Siempre he sido una firme defensora de la línea de autobuses regulares que unen Guadalajara y Madrid. La comodidad y la seguridad -en mi opinión, porque soy una romántica- que ofrecen los viejos autobuses verdes (incluso aunque te toque la rueda debajo del asiento, no puedas acceder a la ansiada ventanilla o que te tengas que sentar en el sillín incómodo del centro de la agrupación final, ahí donde nos pegábamos por sentarnos en nuestra juventud y que ahora detestamos) no te la dan los impersonales trenes de Cercanías, en los que ni siquiera ves la cara del conductor al que le ofreces tu vida. El olor a moqueta vieja, reposar las rodillas en el asiento delantero (o que te las clave el de detrás) y el silencio por la mañana y en la hora de la siesta (y las miradas de odio a aquellos que hablan muy alto) son recuerdos que se graban a fuego. No hablemos de las amistades que se fraguan en el trayecto, que se convierte en fugaz si tienes al compañero adecuado de asiento. Sorprenderte cuando llegas a tu destino en 40 minutos, desesperarte cuando el coche no se mueve durante horas, preocuparte cuando te hacen bajar en medio de la carretera por problemas técnicos (¿a quién no se le ha incendiado alguna vez su bus en plena marcha? Porque a mí me ha pasado un par de veces y las anécdotas me sirven de perlas en las cenas). El amor que se llega a sentir por esos trastos, al menos en mi caso, es casi tan infinito como los años de las telas que recubren los reposacabezas o las cortinas hechas un siete recogidas en sus ganchos.
A pesar de que nunca se sabe muy bien los horarios que sigue (cuando te encuentras un cuadrante en una página perdida de internet, desconoces si es reciente o se publicó allá por 1973), la extrema dependencia del tráfico o la incertidumbre a si serás de aquellos que se quedan en tierra con la puerta en las narices, la línea de autobús entre Madrid y Guadalajara gozaba de cierta estabilidad, de ser algo más ajena a los problemas que acusa el Cercanías, que a pesar del nombre se aleja a pasos agigantados de sus usuarios.

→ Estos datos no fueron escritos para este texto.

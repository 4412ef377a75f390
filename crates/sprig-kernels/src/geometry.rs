// Kernel geometry: input/output sizes for sliding-window kernels
//
// OUTPUT SIZE FORMULA:
//
//   H_out = floor((H + 2*padding - kernel) / stride) + 1
//   W_out = floor((W + 2*padding - kernel) / stride) + 1
//
// Square kernels, equal stride and padding on both axes.

use sprig_core::{Error, Result, Shape};

/// Square sliding window: kernel size, stride and zero padding.
#[derive(Debug, Clone, Copy, PartialEq, Eq)]
pub struct Window {
    pub kernel: usize,
    pub stride: usize,
    pub padding: usize,
}

impl Window {
    pub fn new(kernel: usize, stride: usize, padding: usize) -> Self {
        Window {
            kernel,
            stride,
            padding,
        }
    }

    /// Output extent along one axis of size `extent`.
    pub fn output_extent(&self, extent: usize) -> Result<usize> {
        let padded = extent + 2 * self.padding;
        if self.kernel == 0 || self.stride == 0 || padded < self.kernel {
            return Err(Error::msg(format!(
                "window kernel={} stride={} padding={} does not fit extent {}",
                self.kernel, self.stride, self.padding, extent
            )));
        }
        Ok((padded - self.kernel) / self.stride + 1)
    }
}

/// A CHW feature map geometry.
#[derive(Debug, Clone, Copy, PartialEq, Eq)]
pub struct MapDims {
    pub channels: usize,
    pub height: usize,
    pub width: usize,
}

impl MapDims {
    pub fn new(channels: usize, height: usize, width: usize) -> Self {
        MapDims {
            channels,
            height,
            width,
        }
    }

    pub fn len(&self) -> usize {
        self.channels * self.height * self.width
    }

    pub fn is_empty(&self) -> bool {
        self.len() == 0
    }

    pub fn plane(&self) -> usize {
        self.height * self.width
    }

    pub fn shape(&self) -> Shape {
        Shape::from((self.channels, self.height, self.width))
    }

    /// Dimensions after sliding `window` over this map, with `channels` outputs.
    pub fn after(&self, window: &Window, channels: usize) -> Result<MapDims> {
        Ok(MapDims {
            channels,
            height: window.output_extent(self.height)?,
            width: window.output_extent(self.width)?,
        })
    }

    pub(crate) fn expect_len(&self, got: usize) -> Result<()> {
        if got != self.len() {
            return Err(Error::ElementCountMismatch {
                shape: self.shape(),
                expected: self.len(),
                got,
            });
        }
        Ok(())
    }
}

#[cfg(test)]
mod tests {
    use super::*;

    #[test]
    fn test_output_extent() {
        assert_eq!(Window::new(3, 1, 1).output_extent(32).unwrap(), 32);
        assert_eq!(Window::new(2, 2, 0).output_extent(32).unwrap(), 16);
        assert_eq!(Window::new(5, 1, 0).output_extent(8).unwrap(), 4);
        assert_eq!(Window::new(3, 2, 0).output_extent(7).unwrap(), 3);
    }

    #[test]
    fn test_window_too_large() {
        assert!(Window::new(5, 1, 0).output_extent(3).is_err());
        assert!(Window::new(2, 0, 0).output_extent(3).is_err());
    }

    #[test]
    fn test_map_after() {
        let d = MapDims::new(3, 32, 32).after(&Window::new(5, 1, 2), 16).unwrap();
        assert_eq!(d, MapDims::new(16, 32, 32));
        assert_eq!(d.len(), 16 * 32 * 32);
    }
}
// Parameter initialization
//
// Kaiming (He) uniform: U(-k, k) with k = sqrt(1 / fan_in), the standard
// choice for layers followed by ReLU. Every initializer takes the caller's
// RNG so a seeded run is reproducible end to end.

use rand::Rng;

use sprig_core::{Matrix, Result};

/// A `[rows, cols]` matrix drawn from U(-k, k), k = sqrt(1 / fan_in).
pub fn kaiming_uniform<R: Rng + ?Sized>(
    rows: usize,
    cols: usize,
    fan_in: usize,
    rng: &mut R,
) -> Result<Matrix> {
    let k = (1.0 / fan_in.max(1) as f32).sqrt();
    let mut m = Matrix::zeros(rows, cols)?;
    for v in m.data_mut() {
        *v = rng.gen_range(-k..=k);
    }
    Ok(m)
}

La “Conti” (nombre que viene heredado por la anterior compañía gestora, Continental Auto, que fue vendida en 2007 a la firma ALSA) era una especie de cápsula del tiempo (añejo) que no variaba demasiado en fondo y forma, y que quien se aventuraba a probarla, nunca más volvía al “chacachá del tren”. Pero el olvido de Renfe parece una gripe que ha saltado de una especie locomotorizada a otra, y no solo los baños sienten la desidia de las administraciones y las empresas. El Doctor Who tenía su nave TARDIS para viajar entre épocas como los alcarreños poseían sus buses-rana, que surcaban orgullosos con su 221 la Nacional 2. Me temo que las generaciones venideras no tendrán la misma morriña que yo al recordar aquellos viajes en los que las horas volaban a ritmo de mis canciones favoritas y que historias como esta sonarán a “abuela cebolleta”. Una lástima.